I pigged out. Partly out of Last Supper paranoia and more pragmatically that I'd need the calories for a long, wet, cold night in the water. I started with a drive thru jumbo cheeseburger, fries and cheese-filled Jalapeno peppers. Then I got some fried fish and a thick chocolate malt. I'd feed one more time before going on station. For that, I popped into a grocery store and picked up some fruit, cheese, crackers and cookies then grabbed a short, digestive nap.

Fed and rested, I stashed my hiking pack then dropped off and stashed the scuba gear and then the gun and sniping gear in a separate spot. I snacked on the drive to the trailhead parking lot, unloaded the bike and pedaled back toward the hit site. About a half mile away, I did what bears do in the woods. I don't mind taking a leak in a wet suit (ahhh warmth) but steaming hot or not I'd rather not drop a deuce and then smush & wallow in it for hours.

It was fairly dark when I arrived at about 6:30. I dropped the bike near the scuba gear, checked the tank pressures, and then went up and checked the estate. It was nicely lit up and a fair number of the fashionably on time were enjoying cocktails, appetizers and conversation.

I also hit my first complication - many of the guests were in costume and wearing masks or face paint. Gah! It's a Halloween costume party. That's what I get for assuming they'd be a pack of boring stiffs...

Wednesday, November 11, 2009

DC Sniper Executed

Well they pulled the plug on John Allen Muhammad last night. He was the elder of the DC sniper pair that randomly killed 10 innocent people back in 2002. What he did prompted some thinking on my part, mostly centering on "am I like him?"

I'd say I am not like him. I am not just killing at random. I'm selecting my targets and I take care not to hit or hurt others. That's my story and I'm sticking to it. But I don't expect it to carry any weight in a court of law.

I wonder how the court of public/popular opinion will judge me...

Tuesday, November 3, 2009

Achoooo!

I made it out and back okay. I consider it a success but with a twist. I did manage to catch one hell of a cold. Details to follow soon.

Friday, October 30, 2009

First Blood - Part 1

It looks like I'll be running my first op tomorrow night. I've been observing the oceanside estate of a top financial CEO every couple of days to see if any exploitable patterns emerge. When I do my recons I look like a bird watcher. I have a pair of binoculars, a digital camera with a telephoto lens and an acoustic parabolic dish booster with an output to an audio recorder. Yep, I'm the "compleat" turkey hunter.

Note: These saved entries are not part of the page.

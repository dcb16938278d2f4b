//! Opponent profiling from the engine's action histories.

use crate::game::entities::{Chips, HistoryAction, Seat, Street};
use serde::Serialize;
use std::collections::HashMap;

/// Shown for an opponent with no recorded action on the current street.
pub const NO_ACTION_YET: &str = "no action yet";

/// Aggregate action counts for one opponent across all streets.
///
/// The engine reports its history verbs uppercase, so all matching here is
/// case-insensitive. `total` counts every recorded action, blinds included;
/// the per-verb counters only the three betting verbs.
#[derive(Clone, Debug, Default, Eq, PartialEq, Serialize)]
pub struct ActionPattern {
    pub total: u32,
    pub folds: u32,
    pub calls: u32,
    /// Raises and bets combined.
    pub raises: u32,
}

impl ActionPattern {
    /// Fraction of recorded actions that were raises or bets.
    pub fn aggression_rate(&self) -> f32 {
        if self.total == 0 {
            0.0
        } else {
            self.raises as f32 / self.total as f32
        }
    }
}

/// What the pipeline knows about one opponent on the current turn.
#[derive(Clone, Debug, Serialize)]
pub struct OpponentProfile {
    pub name: String,
    pub uuid: String,
    pub stack: Chips,
    /// Rendered description of the opponent's latest action this street.
    pub last_action: String,
    pub pattern: ActionPattern,
}

/// Builds the profile for one opponent seat.
pub fn profile_opponent(
    seat: &Seat,
    histories: &HashMap<String, Vec<HistoryAction>>,
    street: Street,
) -> OpponentProfile {
    OpponentProfile {
        name: seat.name.clone(),
        uuid: seat.uuid.clone(),
        stack: seat.stack,
        last_action: last_action_text(histories, &seat.uuid, street),
        pattern: action_pattern(histories, &seat.uuid),
    }
}

/// Renders a player's most recent action on the given street.
///
/// The street's history is scanned newest-first and the first entry for the
/// player wins; [`NO_ACTION_YET`] when there is none.
pub fn last_action_text(
    histories: &HashMap<String, Vec<HistoryAction>>,
    uuid: &str,
    street: Street,
) -> String {
    let Some(actions) = histories.get(street.as_str()) else {
        return NO_ACTION_YET.to_string();
    };
    for action in actions.iter().rev() {
        if action.uuid != uuid {
            continue;
        }
        let verb = action.action.to_lowercase();
        return match verb.as_str() {
            "fold" => "folds".to_string(),
            "call" => format!("calls {}", action.amount),
            "raise" => format!("raises to {}", action.amount),
            "bet" => format!("bets {}", action.amount),
            _ => verb,
        };
    }
    NO_ACTION_YET.to_string()
}

/// Tallies a player's actions over every street of the hand.
pub fn action_pattern(
    histories: &HashMap<String, Vec<HistoryAction>>,
    uuid: &str,
) -> ActionPattern {
    let mut pattern = ActionPattern::default();
    for actions in histories.values() {
        for action in actions {
            if action.uuid != uuid {
                continue;
            }
            pattern.total += 1;
            match action.action.to_lowercase().as_str() {
                "fold" => pattern.folds += 1,
                "call" => pattern.calls += 1,
                "raise" | "bet" => pattern.raises += 1,
                _ => {}
            }
        }
    }
    pattern
}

Well I got lucky this morning - he is throwing a "Happy days are here again" bonus party this weekend. A work crew was busy setting up a large open-sided tent, a couple of dozen portable space heaters, 2 bars, several dozen tables and enough seating for quite a few big bonus banker butts. I scanned the area with the parabolic and picked up that it's tomorrow at 6PM. This is my 4th visit to the area and I've already scoped out the best spots and distances. The spot I have in mind puts me 550 yards away. I like it - far enough away to be undetectable, pretty much out of bodyguard pistol range yet definitely in range for me.

My original plan was to shoot him when he was out walking the grounds or sitting in his gazebo. I figure it would easily be at least several minutes until anybody noticed and called the cops. By then I'd be in my rental car and out of there. I'd have to drive South about a mile on a curvy 2 lane road, go past a junction and then another 1/2 mile through the nearest town and then get on a busy multi-lane road. This exposure added up to about 5-6 minutes - 2 minutes to get to the car and 3-4 minutes of driving. The town didn't have a police department and the nearest highway patrol substation was in the opposite direction. So all in all, this was an acceptable risk.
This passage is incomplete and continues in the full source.